Items from a data source
--- START ---

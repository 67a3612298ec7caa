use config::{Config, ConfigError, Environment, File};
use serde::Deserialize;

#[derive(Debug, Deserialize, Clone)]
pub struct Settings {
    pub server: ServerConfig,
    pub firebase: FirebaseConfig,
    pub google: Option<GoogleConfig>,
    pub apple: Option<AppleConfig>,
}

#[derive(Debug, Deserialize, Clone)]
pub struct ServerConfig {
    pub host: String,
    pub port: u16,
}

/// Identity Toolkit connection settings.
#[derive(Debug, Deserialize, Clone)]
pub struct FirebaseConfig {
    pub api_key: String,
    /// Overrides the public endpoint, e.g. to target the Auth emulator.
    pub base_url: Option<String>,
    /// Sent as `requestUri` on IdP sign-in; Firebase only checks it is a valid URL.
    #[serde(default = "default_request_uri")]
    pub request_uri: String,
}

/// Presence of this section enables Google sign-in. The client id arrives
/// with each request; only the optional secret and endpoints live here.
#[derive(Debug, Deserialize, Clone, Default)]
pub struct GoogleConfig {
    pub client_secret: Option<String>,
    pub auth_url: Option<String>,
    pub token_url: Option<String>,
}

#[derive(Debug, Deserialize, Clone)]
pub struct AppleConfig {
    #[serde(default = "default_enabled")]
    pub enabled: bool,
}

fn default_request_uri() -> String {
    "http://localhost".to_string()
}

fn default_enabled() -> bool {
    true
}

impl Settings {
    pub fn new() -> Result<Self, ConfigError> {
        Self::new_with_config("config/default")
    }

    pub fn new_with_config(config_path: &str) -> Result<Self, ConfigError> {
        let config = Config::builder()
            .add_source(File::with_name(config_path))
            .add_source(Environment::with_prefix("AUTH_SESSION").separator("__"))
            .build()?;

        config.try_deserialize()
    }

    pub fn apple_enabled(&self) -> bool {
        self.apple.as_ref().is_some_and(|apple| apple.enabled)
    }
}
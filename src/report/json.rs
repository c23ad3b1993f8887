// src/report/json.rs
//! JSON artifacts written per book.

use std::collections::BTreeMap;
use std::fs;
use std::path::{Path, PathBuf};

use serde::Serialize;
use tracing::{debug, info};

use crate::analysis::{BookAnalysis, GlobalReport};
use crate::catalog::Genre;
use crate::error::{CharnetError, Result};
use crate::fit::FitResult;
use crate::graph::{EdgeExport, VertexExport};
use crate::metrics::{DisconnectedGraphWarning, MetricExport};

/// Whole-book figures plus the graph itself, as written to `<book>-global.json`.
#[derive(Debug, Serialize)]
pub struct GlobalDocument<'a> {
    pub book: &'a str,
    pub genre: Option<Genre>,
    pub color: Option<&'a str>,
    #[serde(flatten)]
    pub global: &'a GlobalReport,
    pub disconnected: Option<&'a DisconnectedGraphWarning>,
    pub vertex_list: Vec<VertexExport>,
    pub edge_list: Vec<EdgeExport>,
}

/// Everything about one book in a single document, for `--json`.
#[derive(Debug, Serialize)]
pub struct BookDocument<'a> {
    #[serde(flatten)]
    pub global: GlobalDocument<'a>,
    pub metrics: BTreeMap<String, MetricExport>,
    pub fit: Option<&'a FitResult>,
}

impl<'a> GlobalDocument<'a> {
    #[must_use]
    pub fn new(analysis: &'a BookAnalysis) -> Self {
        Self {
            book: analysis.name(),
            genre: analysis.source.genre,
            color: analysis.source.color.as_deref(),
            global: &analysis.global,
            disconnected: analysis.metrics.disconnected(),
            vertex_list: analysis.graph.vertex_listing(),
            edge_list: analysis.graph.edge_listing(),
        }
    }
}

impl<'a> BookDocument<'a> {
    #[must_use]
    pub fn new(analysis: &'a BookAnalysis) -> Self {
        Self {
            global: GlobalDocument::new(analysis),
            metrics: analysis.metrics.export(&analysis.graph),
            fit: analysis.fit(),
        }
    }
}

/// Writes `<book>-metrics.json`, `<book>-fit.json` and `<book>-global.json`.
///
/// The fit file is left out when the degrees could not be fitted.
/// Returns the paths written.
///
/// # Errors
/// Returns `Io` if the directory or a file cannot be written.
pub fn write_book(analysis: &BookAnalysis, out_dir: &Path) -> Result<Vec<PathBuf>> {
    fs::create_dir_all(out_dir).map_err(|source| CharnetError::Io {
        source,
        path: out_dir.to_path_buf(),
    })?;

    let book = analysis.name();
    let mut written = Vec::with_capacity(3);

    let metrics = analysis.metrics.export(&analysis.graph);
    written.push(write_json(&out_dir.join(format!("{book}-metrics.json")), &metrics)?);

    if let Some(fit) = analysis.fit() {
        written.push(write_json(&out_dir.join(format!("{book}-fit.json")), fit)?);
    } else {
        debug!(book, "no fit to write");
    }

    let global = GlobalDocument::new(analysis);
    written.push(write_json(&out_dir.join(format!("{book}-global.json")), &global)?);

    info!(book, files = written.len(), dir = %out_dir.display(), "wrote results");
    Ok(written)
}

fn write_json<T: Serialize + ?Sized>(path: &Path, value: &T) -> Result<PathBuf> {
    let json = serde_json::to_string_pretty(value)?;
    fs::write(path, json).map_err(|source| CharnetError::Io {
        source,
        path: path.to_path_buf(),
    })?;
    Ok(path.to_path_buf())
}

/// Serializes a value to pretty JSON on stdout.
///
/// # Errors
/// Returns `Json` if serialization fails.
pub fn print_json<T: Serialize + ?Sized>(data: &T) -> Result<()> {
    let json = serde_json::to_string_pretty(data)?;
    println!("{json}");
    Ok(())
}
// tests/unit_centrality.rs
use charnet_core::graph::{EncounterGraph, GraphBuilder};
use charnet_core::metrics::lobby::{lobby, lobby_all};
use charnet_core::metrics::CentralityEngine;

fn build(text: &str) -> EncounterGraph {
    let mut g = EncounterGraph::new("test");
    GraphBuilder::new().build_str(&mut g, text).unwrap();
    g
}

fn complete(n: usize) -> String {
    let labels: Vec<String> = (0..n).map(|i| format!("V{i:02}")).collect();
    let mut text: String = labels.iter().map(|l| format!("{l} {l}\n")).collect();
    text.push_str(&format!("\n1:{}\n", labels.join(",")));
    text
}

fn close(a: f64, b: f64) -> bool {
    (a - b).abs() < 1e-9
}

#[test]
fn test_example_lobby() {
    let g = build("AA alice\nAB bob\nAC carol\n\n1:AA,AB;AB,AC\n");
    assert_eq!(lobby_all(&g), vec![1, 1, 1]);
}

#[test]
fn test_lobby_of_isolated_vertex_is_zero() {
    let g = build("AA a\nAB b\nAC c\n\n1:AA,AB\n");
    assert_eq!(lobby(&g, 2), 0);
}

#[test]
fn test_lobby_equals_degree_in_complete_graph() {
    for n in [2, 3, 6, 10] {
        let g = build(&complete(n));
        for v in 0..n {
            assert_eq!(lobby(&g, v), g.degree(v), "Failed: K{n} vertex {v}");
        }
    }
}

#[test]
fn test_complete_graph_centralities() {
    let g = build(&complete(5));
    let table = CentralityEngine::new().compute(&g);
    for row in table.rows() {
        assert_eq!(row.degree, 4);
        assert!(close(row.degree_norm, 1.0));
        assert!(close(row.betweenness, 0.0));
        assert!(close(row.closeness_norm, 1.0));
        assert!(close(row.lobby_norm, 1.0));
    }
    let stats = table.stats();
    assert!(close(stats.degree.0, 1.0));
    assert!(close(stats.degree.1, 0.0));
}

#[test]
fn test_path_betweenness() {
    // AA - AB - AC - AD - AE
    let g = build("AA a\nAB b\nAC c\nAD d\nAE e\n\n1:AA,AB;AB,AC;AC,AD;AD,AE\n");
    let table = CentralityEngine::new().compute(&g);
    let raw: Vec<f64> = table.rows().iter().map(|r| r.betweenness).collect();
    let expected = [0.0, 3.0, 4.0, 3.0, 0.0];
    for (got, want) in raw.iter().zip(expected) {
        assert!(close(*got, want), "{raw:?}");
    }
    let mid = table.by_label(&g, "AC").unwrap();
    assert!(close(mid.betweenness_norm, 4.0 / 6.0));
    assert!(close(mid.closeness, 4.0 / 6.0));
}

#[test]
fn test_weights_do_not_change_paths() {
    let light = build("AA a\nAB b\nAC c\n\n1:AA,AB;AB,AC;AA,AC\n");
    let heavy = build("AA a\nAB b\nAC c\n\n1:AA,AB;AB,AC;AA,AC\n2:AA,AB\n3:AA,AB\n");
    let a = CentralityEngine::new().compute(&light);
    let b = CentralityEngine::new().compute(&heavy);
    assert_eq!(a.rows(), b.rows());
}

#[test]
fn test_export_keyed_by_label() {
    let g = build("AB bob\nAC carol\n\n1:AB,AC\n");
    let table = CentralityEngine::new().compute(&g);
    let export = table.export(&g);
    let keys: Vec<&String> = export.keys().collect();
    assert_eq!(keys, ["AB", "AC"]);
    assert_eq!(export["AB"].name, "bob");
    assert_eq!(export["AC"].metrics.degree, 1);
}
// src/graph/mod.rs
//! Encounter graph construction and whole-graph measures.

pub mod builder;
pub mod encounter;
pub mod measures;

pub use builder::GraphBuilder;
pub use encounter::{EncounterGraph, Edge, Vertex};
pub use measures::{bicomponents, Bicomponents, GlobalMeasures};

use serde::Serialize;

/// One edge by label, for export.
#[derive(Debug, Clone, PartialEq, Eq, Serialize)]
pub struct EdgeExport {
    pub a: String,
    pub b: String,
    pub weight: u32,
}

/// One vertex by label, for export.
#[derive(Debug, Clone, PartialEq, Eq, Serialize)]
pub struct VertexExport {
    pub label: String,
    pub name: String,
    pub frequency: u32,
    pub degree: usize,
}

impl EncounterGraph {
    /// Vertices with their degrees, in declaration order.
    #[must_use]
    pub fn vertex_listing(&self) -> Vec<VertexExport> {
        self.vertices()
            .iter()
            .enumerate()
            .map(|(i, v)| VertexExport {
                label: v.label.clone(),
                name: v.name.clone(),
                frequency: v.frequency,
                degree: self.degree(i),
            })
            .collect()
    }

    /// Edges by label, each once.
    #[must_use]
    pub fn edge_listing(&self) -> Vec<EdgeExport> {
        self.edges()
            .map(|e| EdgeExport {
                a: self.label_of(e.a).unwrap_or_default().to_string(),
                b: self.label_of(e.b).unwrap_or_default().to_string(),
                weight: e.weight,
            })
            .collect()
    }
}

--- END ---

Nothing but the lines from the top of the entries above through the line with "pub fn apple_enabled(&self)" should be set down, each exactly as written.

repository 67a3612298ec7caa
use config::{Config, ConfigError, Environment, File};
use serde::Deserialize;

#[derive(Debug, Deserialize, Clone)]
pub struct Settings {
    pub server: ServerConfig,
    pub firebase: FirebaseConfig,
    pub google: Option<GoogleConfig>,
    pub apple: Option<AppleConfig>,
}

#[derive(Debug, Deserialize, Clone)]
pub struct ServerConfig {
    pub host: String,
    pub port: u16,
}

/// Identity Toolkit connection settings.
#[derive(Debug, Deserialize, Clone)]
pub struct FirebaseConfig {
    pub api_key: String,
    /// Overrides the public endpoint, e.g. to target the Auth emulator.
    pub base_url: Option<String>,
    /// Sent as `requestUri` on IdP sign-in; Firebase only checks it is a valid URL.
    #[serde(default = "default_request_uri")]
    pub request_uri: String,
}

/// Presence of this section enables Google sign-in. The client id arrives
/// with each request; only the optional secret and endpoints live here.
#[derive(Debug, Deserialize, Clone, Default)]
pub struct GoogleConfig {
    pub client_secret: Option<String>,
    pub auth_url: Option<String>,
    pub token_url: Option<String>,
}

#[derive(Debug, Deserialize, Clone)]
pub struct AppleConfig {
    #[serde(default = "default_enabled")]
    pub enabled: bool,
}

fn default_request_uri() -> String {
    "http://localhost".to_string()
}

fn default_enabled() -> bool {
    true
}

impl Settings {
    pub fn new() -> Result<Self, ConfigError> {
        Self::new_with_config("config/default")
    }

    pub fn new_with_config(config_path: &str) -> Result<Self, ConfigError> {
        let config = Config::builder()
            .add_source(File::with_name(config_path))
            .add_source(Environment::with_prefix("AUTH_SESSION").separator("__"))
            .build()?;

        config.try_deserialize()
    }

    pub fn apple_enabled(&self) -> bool {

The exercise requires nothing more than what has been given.